Seventy-three patients completed the study (53.2% response rate). Thirty-seven percent of respondents work in an urban practice and 43% have a rural practice, with the remainder in a suburban setting. A majority of the respondents attempted to recruit a new partner in the past 5 years. Respondents were most interested in experience and diversity in new recruits. Urban respondents, however, were more interested in hiring those with specialized skills (χ2 = 7.842, P = .02) than rural providers who were more interested in partners familiar with their community (χ2= 7.153, P = .03). Reasons most often cited to leave their practice were reimbursement, limited social/marital options, and workload, other than rural providers who more often also cited lack of access to specialty care (χ2= 13.256, P = .001). Rural providers were more likely to cite marital and family status as an advantage to recruitment, whereas urban and suburban providers were more often neutral.

Conclusions:

Reduced access to care has led to significant health disparities for women living in rural communities.

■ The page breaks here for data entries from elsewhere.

//! JSON API handler modules.

#[allow(clippy::missing_errors_doc)]
pub mod history;
#[allow(clippy::missing_errors_doc)]
pub mod search;
#[allow(clippy::missing_errors_doc)]
pub mod units;

use axum::Router;
use axum::routing::get;

use rentalhub_app::ports::UnitRepository;

use crate::state::AppState;

/// Build the `/api` sub-router.
pub fn routes<R>() -> Router<AppState<R>>
where
    R: UnitRepository + Send + Sync + 'static,
{
    Router::new()
        .route("/units", get(units::list::<R>).post(units::create::<R>))
        .route(
            "/units/{id}/lease",
            axum::routing::post(units::start_lease::<R>).delete(units::end_lease::<R>),
        )
        .route("/search", get(search::search::<R>))
        .route("/history", get(history::list::<R>))
}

Understanding which providers are most likely to be successful in these settings might help preserve access as our health-care systems evolves.

Keywords: rural health, practice management, community health, access to care, primary care

Introduction

Significant health disparities exist among various US populations, with rural Americans, in particular, more likely to have reduced access to care leading to higher rates of smoking, higher death rates due to cancer, and lower rates of breast cancer screening.1-4 Contributing to rural health disparities is the difficulty recruiting and retaining health-care professionals in these settings.5 Many factors influence practice choice, but thus far medical professionals appear to work in rural areas due to preference for a smaller community, return to one’s hometown, or because they participated in a rural training program.6-8

The American College of Obstetricians and Gynecologists has acknowledged the significant health disparities for women living in rural communities due to reduced access to care.2,5 As obstetrics and gynecology (ob-gyn) has been steadily changing to a predominantly female workforce, it is unclear how this shift has impacted recruitment and retention to rural practices.9 The purpose of this pilot study was to compare the perceptions of a specific subset of practicing ob-gyns from rural and urban practices in their efforts and opinions on recruitment and retention of new partners.

Methods

Sample and Study Design

The sample used for this study consisted of practicing University of Washington School of Medicine (UWSOM) ob-gyns courtesy faculty in the Washington, Wyoming, Alaska, Montana, and Idaho (WWAMI) region.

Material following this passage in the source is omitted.